WHAT TO PRODUCE.
Would you return, word for word, the lines of the data below from the line with "fn fresh_state(&self) ->" through the line with "and deletes are", and no others?

----------

use std::collections::{BTreeMap, HashMap};

use serde_json::Value as Json;

use crate::bitmap::live_set::LiveSet;
use crate::core::error::{Error, ErrorKind, Result};
use crate::core::types::{Delta, DeltaBatch, DeltaOp, Rid};
use crate::core::value::{Document, Value};
use crate::expr::ast::Expr;
use crate::expr::parse::parse_expr;
use crate::expr::scalar::eval_scalar;
use crate::index::multiset::RefCountedMultiSet;
use crate::index::ostree::OsTree;
use crate::kernel::reduce::KahanSum;
use crate::ops::{Operator, delta_after, delta_before};

/// Accumulator specification of one output field.
#[derive(Debug, Clone)]
pub enum AccSpec {
    Sum(Expr),
    Avg(Expr),
    Min(Expr),
    Max(Expr),
    Push(Expr),
    AddToSet(Expr),
    First(Expr),
    Last(Expr),
}

impl AccSpec {
    pub fn compile(json: &Json) -> Result<AccSpec> {
        let map = json.as_object().filter(|m| m.len() == 1).ok_or_else(|| {
            Error::new(
                ErrorKind::Parse,
                "accumulator must be a single-key operator object".to_string(),
            )
        })?;
        let (name, arg) = map.iter().next().unwrap();
        let expr = parse_expr(arg)?;
        Ok(match name.as_str() {
            "$sum" => AccSpec::Sum(expr),
            "$avg" => AccSpec::Avg(expr),
            "$min" => AccSpec::Min(expr),
            "$max" => AccSpec::Max(expr),
            "$push" => AccSpec::Push(expr),
            "$addToSet" => AccSpec::AddToSet(expr),
            "$first" => AccSpec::First(expr),
            "$last" => AccSpec::Last(expr),
            other => {
                return Err(Error::new(
                    ErrorKind::Unsupported,
                    format!("accumulator '{}' is outside the incremental set", other),
                ));
            }
        })
    }

    fn expr(&self) -> &Expr {
        match self {
            AccSpec::Sum(e)
            | AccSpec::Avg(e)
            | AccSpec::Min(e)
            | AccSpec::Max(e)
            | AccSpec::Push(e)
            | AccSpec::AddToSet(e)
            | AccSpec::First(e)
            | AccSpec::Last(e) => e,
        }
    }

    fn fresh_state(&self) -> AccState {
        match self {
            AccSpec::Sum(_) => AccState::Sum(NumericSum::default()),
            AccSpec::Avg(_) => AccState::Avg(NumericSum::default()),
            AccSpec::Min(_) => AccState::Min(RefCountedMultiSet::new()),
            AccSpec::Max(_) => AccState::Max(RefCountedMultiSet::new()),
            AccSpec::Push(_) => AccState::Push(BTreeMap::new()),
            AccSpec::AddToSet(_) => AccState::AddToSet(BTreeMap::new()),
            AccSpec::First(_) => AccState::First(OsTree::new()),
            AccSpec::Last(_) => AccState::Last(OsTree::new()),
        }
    }
}

/// Running sum split into an exact integer part and a compensated float
/// part, so integer-only groups materialize as integers and deletes are
/// exact subtractions.
#[derive(Debug, Clone, Copy, Default)]
struct NumericSum {
    int_sum: i128,
    float_sum: KahanSum,
    numeric_count: u64,
    float_count: u64,
}

impl NumericSum {
    fn apply(&mut self, value: &Value, sign: i64) {
        match value {
            Value::Int(i) => {
                self.int_sum += *i as i128 * sign as i128;
                self.numeric_count = self.numeric_count.wrapping_add_signed(sign);
            }
            Value::Float(f) => {
                if sign > 0 {
                    self.float_sum.add(*f);
                } else {
                    self.float_sum.sub(*f);
                }
                self.float_count = self.float_count.wrapping_add_signed(sign);
                self.numeric_count = self.numeric_count.wrapping_add_signed(sign);
            }
            // Non-numeric contributions are ignored, symmetrically on
            // insert and delete.
            _ => {}
        }
    }

    fn sum_value(&self) -> Value {
        if self.float_count == 0 {
            match i64::try_from(self.int_sum) {
                Ok(i) => Value::Int(i),
                Err(_) => Value::Float(self.int_sum as f64),
            }
        } else {
            Value::from_finite(self.int_sum as f64 + self.float_sum.value())
        }
    }

    fn avg_value(&self) -> Value {
        if self.numeric_count == 0 {
            return Value::Null;
        }
        let total = self.int_sum as f64 + self.float_sum.value();
        Value::from_finite(total / self.numeric_count as f64)
    }
}

#[derive(Debug)]
enum AccState {
    Sum(NumericSum),
    Avg(NumericSum),
    Min(RefCountedMultiSet),
    Max(RefCountedMultiSet),
    Push(BTreeMap<Rid, Value>),
    AddToSet(BTreeMap<Value, u64>),
    First(OsTree<Value>),
    Last(OsTree<Value>),
}

impl AccState {
    fn apply(&mut self, value: Value, rid: Rid, sign: i64) {
        match self {
            AccState::Sum(s) | AccState::Avg(s) => s.apply(&value, sign),
            AccState::Min(set) | AccState::Max(set) => {
                if !matches!(value, Value::Null) {
                    if sign > 0 {
                        set.add(value);
                    } else {
                        set.remove(&value);
                    }
                }
            }
            AccState::Push(list) => {
                if sign > 0 {
                    list.insert(rid, value);
                } else {
                    list.remove(&rid);
                }
            }
            AccState::AddToSet(counts) => {
                if sign > 0 {
                    *counts.entry(value).or_insert(0) += 1;
                } else if let Some(count) = counts.get_mut(&value) {
                    *count -= 1;
                    if *count == 0 {
                        counts.remove(&value);
                    }
                }
            }
            AccState::First(tree) | AccState::Last(tree) => {
                if sign > 0 {
                    tree.insert(Value::Null, rid, value);
                } else {
                    tree.remove(&Value::Null, rid);
                }
            }
        }
    }

    fn value(&self) -> Value {
        match self {
            AccState::Sum(s) => s.sum_value(),
            AccState::Avg(s) => s.avg_value(),
            AccState::Min(set) => set.min().cloned().unwrap_or(Value::Null),
            AccState::Max(set) => set.max().cloned().unwrap_or(Value::Null),
            AccState::Push(list) => Value::Array(list.values().cloned().collect()),
            AccState::AddToSet(counts) => Value::Array(counts.keys().cloned().collect()),
            AccState::First(tree) => {
                tree.first().map(|(_, _, v)| v.clone()).unwrap_or(Value::Null)
            }
            AccState::Last(tree) => tree.last().map(|(_, _, v)| v.clone()).unwrap_or(Value::Null),
        }
    }
}

/// Parse a `$group` stage body into its key expression and accumulator
/// specs.
pub fn parse_group_spec(json: &Json) -> Result<(Expr, Vec<(String, AccSpec)>)> {
    let map = json.as_object().ok_or_else(|| {
        Error::new(ErrorKind::Parse, "$group requires an object".to_string())
    })?;
    let id = map.get("_id").ok_or_else(|| {
        Error::new(ErrorKind::Parse, "$group requires an _id expression".to_string())
    })?;
    let key_expr = parse_expr(id)?;
    let mut acc_specs = Vec::new();
    for (field, spec) in map {
        if field == "_id" {
            continue;
        }
        acc_specs.push((field.clone(), AccSpec::compile(spec)?));
    }
    Ok((key_expr, acc_specs))
}

#[derive(Debug)]
struct GroupState {
    ordinal: u64,
    count: u64,
    contributing: LiveSet,
    next_local: u64,
    accs: Vec<AccState>,
}

/// Incremental `$group`. One state record per live group key; inserts
/// and deletes flow into each accumulator with a +1/−1 sign, and a batch
/// emits one output delta per group whose materialization changed.
#[derive(Debug)]
pub struct GroupOp {
    key_expr: Expr,
    acc_specs: Vec<(String, AccSpec)>,
    groups: HashMap<Value, GroupState>,
    // Ordinals survive group drops so a re-created key keeps its rid.
    ordinals: HashMap<Value, u64>,
    next_ordinal: u64,
    members: HashMap<Rid, u64>,
}

impl GroupOp {
    pub fn new(key_expr: Expr, acc_specs: Vec<(String, AccSpec)>) -> Self {
        GroupOp {
            key_expr,
            acc_specs,
            groups: HashMap::new(),
            ordinals: HashMap::new(),
            next_ordinal: 0,
            members: HashMap::new(),
        }
    }

    /// Compile a `$group` stage body: `{_id: expr, field: accumulator}`.
    pub fn compile(json: &Json) -> Result<GroupOp> {
        let (key_expr, acc_specs) = parse_group_spec(json)?;
        Ok(GroupOp::new(key_expr, acc_specs))
    }

    pub fn key_expr(&self) -> &Expr {
        &self.key_expr
    }

    fn ordinal_for(&mut self, key: &Value) -> u64 {
        if let Some(ordinal) = self.ordinals.get(key) {
            return *ordinal;
        }
        let ordinal = self.next_ordinal;
        self.next_ordinal += 1;
        self.ordinals.insert(key.clone(), ordinal);
        ordinal
    }

    fn group_doc(&self, key: &Value) -> Option<Document> {
        let state = self.groups.get(key)?;
        if state.count == 0 {
            return None;
        }
        let mut doc = Document::new();
        doc.set("_id", key.clone());
        for ((field, _), acc) in self.acc_specs.iter().zip(state.accs.iter()) {
            doc.set(field, acc.value());
        }
        Some(doc)
    }

    fn absorb(
        &mut self,
        doc: &Document,
        rid: Rid,
        sign: i64,
        touched: &mut Vec<(Value, Option<Document>)>,
    ) -> Result<()> {
        let key = eval_scalar(&self.key_expr, doc, doc);
        if !touched.iter().any(|(k, _)| k == &key) {
            let before = self.group_doc(&key);
            touched.push((key.clone(), before));
        }

        if sign > 0 {
            if self.members.contains_key(&rid) {
                return Err(Error::new(
                    ErrorKind::Internal,
                    format!("rid {:?} inserted into group state twice", rid),
                ));
            }
            let ordinal = self.ordinal_for(&key);
            let specs = &self.acc_specs;
            let state = self.groups.entry(key.clone()).or_insert_with(|| GroupState {
                ordinal,
                count: 0,
                contributing: LiveSet::new(),
                next_local: 0,
                accs: specs.iter().map(|(_, s)| s.fresh_state()).collect(),
            });
            let local = state.next_local;
            state.next_local += 1;
            self.members.insert(rid, local);
            state.contributing.set(local as usize);
            state.count += 1;
            for ((_, spec), acc) in self.acc_specs.iter().zip(state.accs.iter_mut()) {
                let value = eval_scalar(spec.expr(), doc, doc);
                acc.apply(value, rid, 1);
            }
        } else {
            let Some(local) = self.members.remove(&rid) else {
                return Err(Error::new(
                    ErrorKind::Internal,
                    format!("rid {:?} removed from group state but never inserted", rid),
                ));
            };
            let Some(state) = self.groups.get_mut(&key) else {
                return Err(Error::new(
                    ErrorKind::Internal,
                    format!("group for key {:?} vanished", key),
                ));
            };
            if !state.contributing.test(local as usize) {
                return Err(Error::new(
                    ErrorKind::Internal,
                    format!("rid {:?} does not contribute to its group", rid),
                ));
            }
            state.contributing.clear(local as usize);
            state.count -= 1;
            for ((_, spec), acc) in self.acc_specs.iter().zip(state.accs.iter_mut()) {
                let value = eval_scalar(spec.expr(), doc, doc);
                acc.apply(value, rid, -1);
            }
        }
        Ok(())
    }
}

impl Operator for GroupOp {
    fn name(&self) -> &'static str {
        "group"
    }

    fn push(&mut self, batch: DeltaBatch) -> Result<DeltaBatch> {
        // Before-images per touched group, captured on first touch so one
        // batch nets out to at most one emitted delta per group.
        let mut touched: Vec<(Value, Option<Document>)> = Vec::new();
        let seq = batch.deltas.last().map(|d| d.seq).unwrap_or(0);
        for delta in &batch.deltas {
            match delta.op {
                DeltaOp::Insert => self.absorb(delta_after(delta)?, delta.rid, 1, &mut touched)?,
                DeltaOp::Delete => self.absorb(delta_before(delta)?, delta.rid, -1, &mut touched)?,
                DeltaOp::Update => {
                    self.absorb(delta_before(delta)?, delta.rid, -1, &mut touched)?;
                    self.absorb(delta_after(delta)?, delta.rid, 1, &mut touched)?;
                }
            }
        }

        let mut out = DeltaBatch::new();
        for (key, before) in touched {
            let after = self.group_doc(&key);
            let ordinal = self.ordinal_for(&key);
            let rid = Rid::child(ordinal, 0);
            match (before, after) {
                (None, Some(doc)) => out.push(Delta::insert(rid, doc, seq)),
                (Some(doc), None) => {
                    self.groups.remove(&key);
                    out.push(Delta::delete(rid, doc, seq));
                }
                (Some(b), Some(a)) => {
                    if b != a {
                        out.push(Delta::update(rid, b, a, seq));
                    }
                }
                (None, None) => {
                    self.groups.remove(&key);
                }
            }
        }
        Ok(out)
    }

    fn snapshot(&self) -> Option<Vec<Document>> {
        let mut entries: Vec<(u64, Document)> = self
            .groups
            .keys()
            .filter_map(|key| {
                let doc = self.group_doc(key)?;
                Some((self.groups[key].ordinal, doc))
            })
            .collect();
        entries.sort_by_key(|(ordinal, _)| *ordinal);
        Some(entries.into_iter().map(|(_, doc)| doc).collect())
    }

    fn reset(&mut self) {
        self.groups.clear();
        self.ordinals.clear();
        self.members.clear();
        self.next_ordinal = 0;
    }
}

----------

ANSWER SECTION.
    fn fresh_state(&self) -> AccState {
        match self {
            AccSpec::Sum(_) => AccState::Sum(NumericSum::default()),
            AccSpec::Avg(_) => AccState::Avg(NumericSum::default()),
            AccSpec::Min(_) => AccState::Min(RefCountedMultiSet::new()),
            AccSpec::Max(_) => AccState::Max(RefCountedMultiSet::new()),
            AccSpec::Push(_) => AccState::Push(BTreeMap::new()),
            AccSpec::AddToSet(_) => AccState::AddToSet(BTreeMap::new()),
            AccSpec::First(_) => AccState::First(OsTree::new()),
            AccSpec::Last(_) => AccState::Last(OsTree::new()),
        }
    }
}

/// Running sum split into an exact integer part and a compensated float
/// part, so integer-only groups materialize as integers and deletes are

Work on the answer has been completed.